On croit que les avocatiers sont une malédiction qui a frappé le pays. Cette perception a alimenté une mauvaise propagande, au point que le gouvernement a décidé de supprimer les subventions accordées pour l’installation du système d’irrigation goutte à goutte destiné à la culture des avocatiers. Une décision politique infondée scientifiquement qui a suscité plusieurs questionnements chez les spécialistes de l’arboriculture.

Combien consomment réellement les avocatiers ? C’est la question qui devrait être posée avant de déclencher cette guerre atroce contre cette culture. Une étude menée par Steinhardt en 1991 a montré que les avocatiers ont besoin de 630 mm d’eau pour réaliser 95 % de leur potentiel de rendement. Un autre essai, conduit au Maroc dans le cadre d’une convention avec la société MCARE, a révélé que, en comptabilisant les besoins de lessivage de l’avocatier, cet arbre consomme 651mm d’eau par an. D’autre part, comment expliquer que l’avocatier pompe de l’eau des nappes phréatiques sachant que le système racinaire de cet arbre n’excède pas 30cm de profondeur. Aussi, on se demande sérieusement où sont les 1200mm/ha/an annoncés dans les médias et qui a déclenché cette colère au sein de la société.

D’autres sont allés plus loin, allant jusqu’à interpréter la culture des avocatiers comme un complot visant à affaiblir notre souveraineté alimentaire. Or, la majorité des investisseurs en avocatiers sont des marocains voulant investir et créer de l’emploi dans une optique gagnant-gagnant.

Un débat mal orienté autour des avocatiers

Cette vague de critiques sur les réseaux sociaux visant la culture des avocatiers n’est pas fondée. L’opinion publique s’est opposée à cette culture, partant du postulat qu’elle est trop consommatrice d’eau, dans un contexte national marqué par un déficit pluviométrique chronique peu favorable à ce type de culture.

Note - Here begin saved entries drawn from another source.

//! The datacenter inventory schema.

use crate::datatype::FieldType;
use crate::error::Result;
use crate::schema::{EntityType, Schema};

pub fn schema() -> Result<Schema> {
    Schema::builder()
        .entity(EntityType::builder("Site").field("name", FieldType::String).field("address", FieldType::Text).named("{name}"))
        .entity(
            EntityType::builder("Rack")
                .field("name", FieldType::String)
                .required_to_one("site", "Site")
                .to_many("devices", "Device", "rack")
                .named("{name}.{site.name}"),
        )
        .entity(
            EntityType::builder("Device")
                .field("hid", FieldType::String)
                .field("hw_class", FieldType::String)
                .field_default("status", FieldType::String, "inventory")
                .field_default("notes", FieldType::Text, "")
                .field("rackpos", FieldType::Int)
                .field("serialno", FieldType::String)
                .field("purchased", FieldType::Date)
                .required_to_one("rack", "Rack")
                .to_one("chassis", "Chassis")
                .to_many("ports", "Port", "device")
                .named("{hid}"),
        )
        .entity(
            EntityType::builder("Chassis")
                .field("vendor", FieldType::String)
                .field("model", FieldType::String)
                .field("units", FieldType::Int)
                .named("{vendor}_{model}")
                .unrevisioned(),
        )
        .entity(EntityType::builder("Pod").field("name", FieldType::String).named("{name}"))
        .entity(
            EntityType::builder("Host")
                .field("name", FieldType::String)
                .field_default("enabled", FieldType::Bool, true)
                .field("last_seen", FieldType::DateTime)
                .field("lease", FieldType::Duration)
                .field("load", FieldType::Float)
                .required_to_one("pod", "Pod")
                .to_one("device", "Device")
                .to_many("interfaces", "Interface", "host")
                .named("{name}.{pod.name}.{device.rack.site.name}"),
        )
        .entity(
            EntityType::builder("Port")
                .field("mac", FieldType::String)
                .field("name", FieldType::String)
                .to_one("device", "Device")
                .named("{mac}_{name}"),
        )
        .entity(
            EntityType::builder("Interface")
                .field("port_name", FieldType::String)
                .field("ifindex", FieldType::Int)
                .required_to_one("host", "Host")
                .to_one("address", "IpAddress")
                .named("{host.instance_name}_{port_name}(_{ifindex})"),
        )
        .entity(
            EntityType::builder("Subnet")
                .field("addr", FieldType::String)
                .field("mask_len", FieldType::Int)
                .to_one("site", "Site")
                .to_many("addresses", "IpAddress", "subnet")
                .named("{addr}_{mask_len}"),
        )
        .entity(
            EntityType::builder("IpAddress")
                .field("value", FieldType::String)
                .required_to_one("subnet", "Subnet")
                .named("{value}.{subnet.site.name}"),
        )
        .entity(EntityType::builder("Note").field("text", FieldType::Text).to_one("host", "Host"))
        .build()
}
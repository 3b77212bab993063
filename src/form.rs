//! Text forms for editing elements by hand.
//!
//! A form holds one block per element, separated by `---` lines:
//!
//! ```text
//! element_name: Host:web1.pod1.sjc1
//! -id: 4
//! -revision: 2
//! -changeset: 7
//! name: web1
//! pod: Pod:pod1
//! notes: |
//!   racked by hand
//!   second line
//! interfaces: [ Interface:web1.pod1.sjc1_eth0 ]
//! ```
//!
//! Keys prefixed with `-` are informational and ignored when a form is applied.
//! A block whose element name is a form id (`Host:<1>`) creates a new element;
//! other blocks in the same form may refer to it by that form id.

use tracing::debug;

use crate::SeaMap;
use crate::datatype::{NULL_SENTINEL, Value, quoted};
use crate::describe::ChangeDescription;
use crate::element::{AttributeValue, ElementKey};
use crate::error::{DinoError, Result};
use crate::objectspec::{self, ObjectSpec, SpecKind};
use crate::schema::Property;
use crate::session::{FormId, Session};

const SEPARATOR: &str = "---";
const ELEMENT_NAME: &str = "element_name";

// ------------- Rendering -------------
/// Renders the elements as a form.
pub fn to_form(session: &mut Session, elements: &[ElementKey]) -> Result<String> {
    let mut blocks = Vec::with_capacity(elements.len());
    for key in elements {
        blocks.push(render_block(session, *key)?);
    }
    Ok(blocks.join(&format!("{SEPARATOR}\n")))
}

fn render_block(session: &mut Session, key: ElementKey) -> Result<String> {
    let element = session.element(key)?;
    let entity = std::sync::Arc::clone(element.entity());
    let mut out = format!("{ELEMENT_NAME}: {}\n", element.element_name());
    if let Some(id) = element.id() {
        out.push_str(&format!("-id: {id}\n"));
    }
    if let Some(revision) = element.revision() {
        out.push_str(&format!("-revision: {revision}\n"));
    }
    if let Some(changeset) = element.changeset_id() {
        out.push_str(&format!("-changeset: {changeset}\n"));
    }
    for field in entity.fields() {
        let value = session.element(key)?.value(&field.name).clone();
        out.push_str(&render_value(&field.name, &value));
    }
    for relation in entity.relations() {
        let text = session.get_text(key, &relation.name)?;
        out.push_str(&format!("{}: {text}\n", relation.name));
    }
    Ok(out)
}

fn render_value(key: &str, value: &Value) -> String {
    let Some(text) = value.as_text() else {
        return format!("{key}: {value}\n");
    };
    if text.contains('\n') {
        let mut out = format!("{key}: |\n");
        for line in text.lines() {
            out.push_str(&format!("  {line}\n"));
        }
        return out;
    }
    // quoted so that reading the form back gives the same text
    if text.is_empty() || text == NULL_SENTINEL || text.trim() != text || quoted(text).is_some() {
        format!("{key}: '{text}'\n")
    } else {
        format!("{key}: {text}\n")
    }
}

// ------------- Parsing -------------
#[derive(Debug)]
struct Block {
    element: String,
    entries: Vec<(String, String)>,
}

fn malformed(line_no: usize, line: &str, expected: &str) -> DinoError {
    DinoError::InvalidValue {
        attribute: format!("form line {line_no}"),
        value: line.to_string(),
        expected: expected.to_string(),
    }
}

fn parse_blocks(text: &str) -> Result<Vec<Block>> {
    let mut blocks = Vec::new();
    let mut entries: Vec<(String, String)> = Vec::new();
    let mut block_start = 0;
    let mut lines = text.lines().enumerate().peekable();
    while let Some((index, line)) = lines.next() {
        let line_no = index + 1;
        let trimmed = line.trim();
        if trimmed.is_empty() || trimmed.starts_with('#') {
            continue;
        }
        if trimmed == SEPARATOR {
            close_block(&mut blocks, &mut entries, block_start)?;
            continue;
        }
        let Some((key, value)) = line.split_once(':') else {
            return Err(malformed(line_no, line, "key: value"));
        };
        let (key, value) = (key.trim(), value.trim());
        if key.is_empty() {
            return Err(malformed(line_no, line, "key: value"));
        }
        if entries.is_empty() {
            block_start = line_no;
        }
        if value == "|" {
            let mut block_lines = Vec::new();
            let mut indent = None;
            while let Some((_, next)) = lines.peek() {
                if !next.starts_with([' ', '\t']) && !next.trim().is_empty() {
                    break;
                }
                let width = *indent.get_or_insert_with(|| next.len() - next.trim_start().len());
                block_lines.push(next.get(width..).unwrap_or("").to_string());
                lines.next();
            }
            while block_lines.last().is_some_and(String::is_empty) {
                block_lines.pop();
            }
            entries.push((key.to_string(), format!("'{}'", block_lines.join("\n"))));
        } else {
            entries.push((key.to_string(), value.to_string()));
        }
    }
    close_block(&mut blocks, &mut entries, block_start)?;
    Ok(blocks)
}

fn close_block(blocks: &mut Vec<Block>, entries: &mut Vec<(String, String)>, line_no: usize) -> Result<()> {
    if entries.is_empty() {
        return Ok(());
    }
    let mut taken = std::mem::take(entries);
    if taken[0].0 != ELEMENT_NAME {
        return Err(malformed(line_no, &taken[0].0, "element_name as the first key of a block"));
    }
    let (_, element) = taken.remove(0);
    blocks.push(Block { element, entries: taken });
    Ok(())
}

// ------------- Applying -------------
/// Applies a form to the session and describes the resulting pending changes.
/// Nothing is committed; on error the caller should revert the changeset.
pub fn apply_form(session: &mut Session, text: &str) -> Result<ChangeDescription> {
    let blocks = parse_blocks(text)?;
    debug!(parent: &session.span, blocks = blocks.len(), "applying form");

    // new elements first, so that blocks can refer to each other
    let mut created: SeaMap<(String, u64), ElementKey> = SeaMap::default();
    let mut targets = Vec::with_capacity(blocks.len());
    for block in &blocks {
        let spec = objectspec::parse(&block.element, SpecKind::ELEMENTS)?;
        if let ObjectSpec::ElementFormId { entity, form_id } = &spec {
            let entity = session.entity_type(entity)?;
            if created.contains_key(&(entity.name().to_string(), *form_id)) {
                return Err(DinoError::InvalidValue {
                    attribute: ELEMENT_NAME.to_string(),
                    value: block.element.clone(),
                    expected: "each form id once".to_string(),
                });
            }
            let key = session.create(entity.name())?;
            renumber(session, key, entity.name(), *form_id)?;
            created.insert((entity.name().to_string(), *form_id), key);
        }
        targets.push(spec);
    }

    for (block, spec) in blocks.iter().zip(&targets) {
        let key = match spec {
            ObjectSpec::ElementFormId { entity, form_id } => {
                let entity = session.entity_type(entity)?;
                created[&(entity.name().to_string(), *form_id)]
            }
            other => session.element_for(other)?,
        };
        for (attribute, value) in &block.entries {
            if attribute.starts_with('-') {
                continue;
            }
            apply_entry(session, key, attribute, value)?;
        }
    }
    session.change_description()
}

fn apply_entry(session: &mut Session, key: ElementKey, attribute: &str, value: &str) -> Result<()> {
    let handle = session.attribute(key, attribute)?;
    let is_field = matches!(handle.entity().property(attribute), Some(Property::Field(_)));
    if !is_field {
        // rewriting an unchanged relation would only produce noise
        let current = handle.get_text(session)?;
        if current == value {
            return Ok(());
        }
        if let AttributeValue::Element(Some(linked)) = handle.get(session)? {
            if session.resolve_element_spec(value).ok().flatten() == Some(linked) {
                return Ok(());
            }
        }
    }
    handle.set(session, value)
}

/// Gives a freshly created element the form number chosen by the form author.
fn renumber(session: &mut Session, key: ElementKey, entity: &str, number: u64) -> Result<()> {
    let wanted = FormId {
        entity: entity.to_string(),
        number,
    };
    if session.form_ids.get_by_left(&wanted).is_some_and(|k| *k != key) {
        return Err(DinoError::InvalidValue {
            attribute: ELEMENT_NAME.to_string(),
            value: format!("{entity}:<{number}>"),
            expected: "a form id not used by another unsaved element".to_string(),
        });
    }
    session.form_ids.remove_by_right(&key);
    session.form_ids.insert(wanted, key);
    session.bump_form_ids(number);
    if let Some(element) = session.elements.get_mut(&key) {
        element.form_id = Some(number);
    }
    Ok(())
}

Comparée à d’autres arbres fruitiers, la culture de l’avocatier affiche une consommation moyenne d’environ 600 mm d’eau par hectare et par an. En effet, le véritable débat devrait porter sur les méthodes à adopter pour optimiser la gestion de l’irrigation goutte à goutte, plutôt que de remettre en cause l’existence même d’une culture. L’avocatier ne saurait être tenu responsable de ces accusations infondées, d’autant plus que cette culture nécessite des quantités d’eau modérées.

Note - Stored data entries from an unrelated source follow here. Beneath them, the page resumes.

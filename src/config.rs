//! Layered settings: built-in defaults, then `dinodb.toml` (or the file named by
//! `DINODB_CONFIG`), then `DINODB__SECTION__KEY` environment variables.

use std::time::Duration;

use config::{Config, Environment, File};
use serde::Deserialize;

use crate::error::Result;
use crate::session::PersistenceMode;

pub const CONFIG_VARIABLE: &str = "DINODB_CONFIG";
const DEFAULT_FILE: &str = "dinodb";

#[derive(Debug, Clone, Deserialize, PartialEq)]
pub struct Settings {
    pub database: DatabaseSettings,
    pub log: LogSettings,
    pub server: ServerSettings,
}

#[derive(Debug, Clone, Deserialize, PartialEq)]
pub struct DatabaseSettings {
    /// SQLite file; in-memory when absent.
    pub path: Option<String>,
    pub busy_timeout_ms: u64,
}

impl DatabaseSettings {
    pub fn mode(&self) -> PersistenceMode {
        match &self.path {
            Some(path) if !path.trim().is_empty() => PersistenceMode::File(path.clone()),
            _ => PersistenceMode::InMemory,
        }
    }

    pub fn busy_timeout(&self) -> Duration {
        Duration::from_millis(self.busy_timeout_ms)
    }
}

#[derive(Debug, Clone, Deserialize, PartialEq)]
pub struct LogSettings {
    /// `tracing_subscriber::EnvFilter` directive, `RUST_LOG` wins when set.
    pub filter: String,
}

#[derive(Debug, Clone, Deserialize, PartialEq)]
pub struct ServerSettings {
    pub bind: String,
}

impl Settings {
    /// Loads settings from the default file location and the environment.
    pub fn load() -> Result<Settings> {
        let file = std::env::var(CONFIG_VARIABLE).unwrap_or_else(|_| DEFAULT_FILE.to_string());
        Self::from_file(&file)
    }

    /// Loads settings from `file` (optional, any format `config` knows by its
    /// extension) and the environment.
    pub fn from_file(file: &str) -> Result<Settings> {
        let settings = Self::defaults()?
            .add_source(File::with_name(file).required(false))
            .add_source(Environment::with_prefix("DINODB").prefix_separator("__").separator("__"))
            .build()?;
        Ok(settings.try_deserialize()?)
    }

    fn defaults() -> Result<config::ConfigBuilder<config::builder::DefaultState>> {
        Ok(Config::builder()
            .set_default("database.busy_timeout_ms", 5_000)?
            .set_default("log.filter", "info,dinodb=debug")?
            .set_default("server.bind", "127.0.0.1:8086")?)
    }
}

À l’instar des autres arbres fruitiers, les besoins en eau des avocatiers s’intensifient lors des vagues de chaleur et diminuent durant les saisons froides. L’importance de cette culture dans le tissu agricole ne fait aucun doute, compte tenu de la valeur ajoutée qu’elle génère et des bénéfices qu’elle procure aux agriculteurs. Il est temps de repenser notre approche : comment garantir les ressources hydriques nécessaires à la pérennisation de ce type de culture à forte valeur ajoutée ? Aujourd’hui, ce sont les avocatiers qui sont pointés du doigt ; demain, ce pourrait être la tomate ou les agrumes. À ce rythme, c’est tout un savoir-faire agricole, patiemment construit depuis l’indépendance, qui risque d’être remis en cause. Je dis aujourd’hui : cessons de condamner les avocatiers et orientons plutôt le débat vers une gestion efficiente de l’irrigation, en tirant parti des nouvelles technologies et en formant les agriculteurs. Pensons également au dessalement de l’eau de mer et à la réutilisation des eaux usées, car le véritable enjeu à venir est le suivant : Comment garantir des ressources hydriques suffisantes pour pérenniser notre système agricole au Maroc ?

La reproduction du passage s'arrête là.